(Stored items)
————————
//! Core SparseConvTensor implementation: construction, accessors, cache

use crate::dtype::Element;
use crate::error::{Error, Result};
use crate::sparse::{CoordinateSet, Rulebook, RulebookCache, RulebookKey};
use crate::tensor::{FeatureMatrix, Shape};
use std::sync::Arc;

/// Sparse tensor for convolution: active-site features plus coordinates
///
/// Row `i` of the feature matrix belongs to coordinate row `i`; the two stay
/// aligned for the lifetime of the value. Operations that produce a new
/// active-site set return a new tensor and never mutate their input.
///
/// The rulebook cache is shared, not copied: every tensor produced by a
/// convolution or pooling op on this tensor sees the same cache, so a later
/// inverse convolution finds the forward rulebook it needs.
///
/// # Example
///
/// ```
/// # use spconv::prelude::*;
/// // two active sites in a 4x4 grid, one channel
/// let features = FeatureMatrix::from_slice(&[1.0f32, 2.0], 2, 1)?;
/// let x = SparseConvTensor::new(features, vec![0, 0, 0, 0, 1, 1], [4, 4], 1)?;
/// assert_eq!(x.num_active(), 2);
/// assert_eq!(x.spatial_size(), 16);
/// # Ok::<(), spconv::error::Error>(())
/// ```
#[derive(Debug, Clone)]
pub struct SparseConvTensor<T> {
    features: FeatureMatrix<T>,
    sites: Arc<CoordinateSet>,
    cache: RulebookCache,
}

impl<T: Element> SparseConvTensor<T> {
    // =========================================================================
    // Constructors
    // =========================================================================

    /// Create a sparse tensor from features and a flat coordinate array
    ///
    /// `indices` holds `N` rows of `(batch, x_1, ..., x_k)`; `features` must
    /// have `N` rows. Coordinates are validated (bounds, uniqueness). Rows
    /// whose features are all zero are kept: a site is active because it is
    /// listed, not because of its value.
    pub fn new(
        features: FeatureMatrix<T>,
        indices: Vec<i32>,
        spatial_shape: impl Into<Shape>,
        batch_size: usize,
    ) -> Result<Self> {
        let sites = CoordinateSet::new(indices, spatial_shape, batch_size)?;
        Self::from_parts(features, Arc::new(sites), RulebookCache::new())
    }

    /// Assemble a tensor from already validated coordinates and a cache
    pub fn from_parts(
        features: FeatureMatrix<T>,
        sites: Arc<CoordinateSet>,
        cache: RulebookCache,
    ) -> Result<Self> {
        if features.rows() != sites.len() {
            return Err(Error::shape_mismatch(
                &[sites.len(), features.cols()],
                &features.shape(),
            ));
        }
        Ok(Self {
            features,
            sites,
            cache,
        })
    }

    /// Tensor over `sites` with new features, sharing this tensor's cache
    pub(crate) fn derive(&self, features: FeatureMatrix<T>, sites: Arc<CoordinateSet>) -> Result<Self> {
        Self::from_parts(features, sites, self.cache.clone())
    }

    /// Same coordinates and cache, new features
    ///
    /// Used after pointwise operations (activations, normalization) that
    /// change feature values but not the active-site set.
    pub fn with_features(&self, features: FeatureMatrix<T>) -> Result<Self> {
        self.derive(features, Arc::clone(&self.sites))
    }

    // =========================================================================
    // Accessors
    // =========================================================================

    /// Feature matrix `[N, C]`
    #[inline]
    pub fn features(&self) -> &FeatureMatrix<T> {
        &self.features
    }

    /// Consume the tensor and return its features
    pub fn into_features(self) -> FeatureMatrix<T> {
        self.features
    }

    /// Active-site coordinate set
    #[inline]
    pub fn sites(&self) -> &Arc<CoordinateSet> {
        &self.sites
    }

    /// Flat coordinate array, `N x (ndim + 1)`
    #[inline]
    pub fn indices(&self) -> &[i32] {
        self.sites.as_slice()
    }

    /// Spatial shape
    #[inline]
    pub fn spatial_shape(&self) -> &Shape {
        self.sites.spatial_shape()
    }

    /// Batch size
    #[inline]
    pub fn batch_size(&self) -> usize {
        self.sites.batch_size()
    }

    /// Number of spatial dimensions
    #[inline]
    pub fn ndim(&self) -> usize {
        self.sites.ndim()
    }

    /// Number of active sites
    #[inline]
    pub fn num_active(&self) -> usize {
        self.sites.len()
    }

    /// Number of feature channels
    #[inline]
    pub fn num_channels(&self) -> usize {
        self.features.cols()
    }

    /// Product of the spatial shape
    pub fn spatial_size(&self) -> usize {
        self.sites.spatial_shape().volume()
    }

    /// Fraction of grid cells that are active: `N / (spatial_size * batch)`
    pub fn density(&self) -> f64 {
        let cells = self.spatial_size() as f64 * self.batch_size() as f64;
        if cells == 0.0 {
            0.0
        } else {
            self.num_active() as f64 / cells
        }
    }

    /// `1 - density()`
    pub fn sparsity(&self) -> f64 {
        1.0 - self.density()
    }

    // =========================================================================
    // Rulebook cache
    // =========================================================================

    /// Shared rulebook cache
    #[inline]
    pub fn cache(&self) -> &RulebookCache {
        &self.cache
    }

    /// Cached rulebook for `key`
    pub fn find_rulebook(&self, key: &RulebookKey) -> Option<Arc<Rulebook>> {
        self.cache.get(key)
    }

    /// Cache `rulebook` under `key`, returning the cached entry
    pub fn cache_rulebook(&self, key: RulebookKey, rulebook: Arc<Rulebook>) -> Arc<Rulebook> {
        self.cache.insert(key, rulebook)
    }
}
————————
[To do]
Reproduce every record above, word for word.

[Result of the exercise]
//! Core SparseConvTensor implementation: construction, accessors, cache

use crate::dtype::Element;
use crate::error::{Error, Result};
use crate::sparse::{CoordinateSet, Rulebook, RulebookCache, RulebookKey};
use crate::tensor::{FeatureMatrix, Shape};
use std::sync::Arc;

/// Sparse tensor for convolution: active-site features plus coordinates
///
/// Row `i` of the feature matrix belongs to coordinate row `i`; the two stay
/// aligned for the lifetime of the value. Operations that produce a new
/// active-site set return a new tensor and never mutate their input.
///
/// The rulebook cache is shared, not copied: every tensor produced by a
/// convolution or pooling op on this tensor sees the same cache, so a later
/// inverse convolution finds the forward rulebook it needs.
///
/// # Example
///
/// ```
/// # use spconv::prelude::*;
/// // two active sites in a 4x4 grid, one channel
/// let features = FeatureMatrix::from_slice(&[1.0f32, 2.0], 2, 1)?;
/// let x = SparseConvTensor::new(features, vec![0, 0, 0, 0, 1, 1], [4, 4], 1)?;
/// assert_eq!(x.num_active(), 2);
/// assert_eq!(x.spatial_size(), 16);
/// # Ok::<(), spconv::error::Error>(())
/// ```
#[derive(Debug, Clone)]
pub struct SparseConvTensor<T> {
    features: FeatureMatrix<T>,
    sites: Arc<CoordinateSet>,
    cache: RulebookCache,
}

impl<T: Element> SparseConvTensor<T> {
    // =========================================================================
    // Constructors
    // =========================================================================

    /// Create a sparse tensor from features and a flat coordinate array
    ///
    /// `indices` holds `N` rows of `(batch, x_1, ..., x_k)`; `features` must
    /// have `N` rows. Coordinates are validated (bounds, uniqueness). Rows
    /// whose features are all zero are kept: a site is active because it is
    /// listed, not because of its value.
    pub fn new(
        features: FeatureMatrix<T>,
        indices: Vec<i32>,
        spatial_shape: impl Into<Shape>,
        batch_size: usize,
    ) -> Result<Self> {
        let sites = CoordinateSet::new(indices, spatial_shape, batch_size)?;
        Self::from_parts(features, Arc::new(sites), RulebookCache::new())
    }

    /// Assemble a tensor from already validated coordinates and a cache
    pub fn from_parts(
        features: FeatureMatrix<T>,
        sites: Arc<CoordinateSet>,
        cache: RulebookCache,
    ) -> Result<Self> {
        if features.rows() != sites.len() {
            return Err(Error::shape_mismatch(
                &[sites.len(), features.cols()],
                &features.shape(),
            ));
        }
        Ok(Self {
            features,
            sites,
            cache,
        })
    }

    /// Tensor over `sites` with new features, sharing this tensor's cache
    pub(crate) fn derive(&self, features: FeatureMatrix<T>, sites: Arc<CoordinateSet>) -> Result<Self> {
        Self::from_parts(features, sites, self.cache.clone())
    }

    /// Same coordinates and cache, new features
    ///
    /// Used after pointwise operations (activations, normalization) that
    /// change feature values but not the active-site set.
    pub fn with_features(&self, features: FeatureMatrix<T>) -> Result<Self> {
        self.derive(features, Arc::clone(&self.sites))
    }

    // =========================================================================
    // Accessors
    // =========================================================================

    /// Feature matrix `[N, C]`
    #[inline]
    pub fn features(&self) -> &FeatureMatrix<T> {
        &self.features
    }

    /// Consume the tensor and return its features
    pub fn into_features(self) -> FeatureMatrix<T> {
        self.features
    }

    /// Active-site coordinate set
    #[inline]
    pub fn sites(&self) -> &Arc<CoordinateSet> {
        &self.sites
    }

    /// Flat coordinate array, `N x (ndim + 1)`
    #[inline]
    pub fn indices(&self) -> &[i32] {
        self.sites.as_slice()
    }

    /// Spatial shape
    #[inline]
    pub fn spatial_shape(&self) -> &Shape {
        self.sites.spatial_shape()
    }

    /// Batch size
    #[inline]
    pub fn batch_size(&self) -> usize {
        self.sites.batch_size()
    }

    /// Number of spatial dimensions
    #[inline]
    pub fn ndim(&self) -> usize {
        self.sites.ndim()
    }

    /// Number of active sites
    #[inline]
    pub fn num_active(&self) -> usize {
        self.sites.len()
    }

    /// Number of feature channels
    #[inline]
    pub fn num_channels(&self) -> usize {
        self.features.cols()
    }

    /// Product of the spatial shape
    pub fn spatial_size(&self) -> usize {
        self.sites.spatial_shape().volume()
    }

    /// Fraction of grid cells that are active: `N / (spatial_size * batch)`
    pub fn density(&self) -> f64 {
        let cells = self.spatial_size() as f64 * self.batch_size() as f64;
        if cells == 0.0 {
            0.0
        } else {
            self.num_active() as f64 / cells
        }
    }

    /// `1 - density()`
    pub fn sparsity(&self) -> f64 {
        1.0 - self.density()
    }

    // =========================================================================
    // Rulebook cache
    // =========================================================================

    /// Shared rulebook cache
    #[inline]
    pub fn cache(&self) -> &RulebookCache {
        &self.cache
    }

    /// Cached rulebook for `key`
    pub fn find_rulebook(&self, key: &RulebookKey) -> Option<Arc<Rulebook>> {
        self.cache.get(key)
    }

    /// Cache `rulebook` under `key`, returning the cached entry
    pub fn cache_rulebook(&self, key: RulebookKey, rulebook: Arc<Rulebook>) -> Arc<Rulebook> {
        self.cache.insert(key, rulebook)
    }
}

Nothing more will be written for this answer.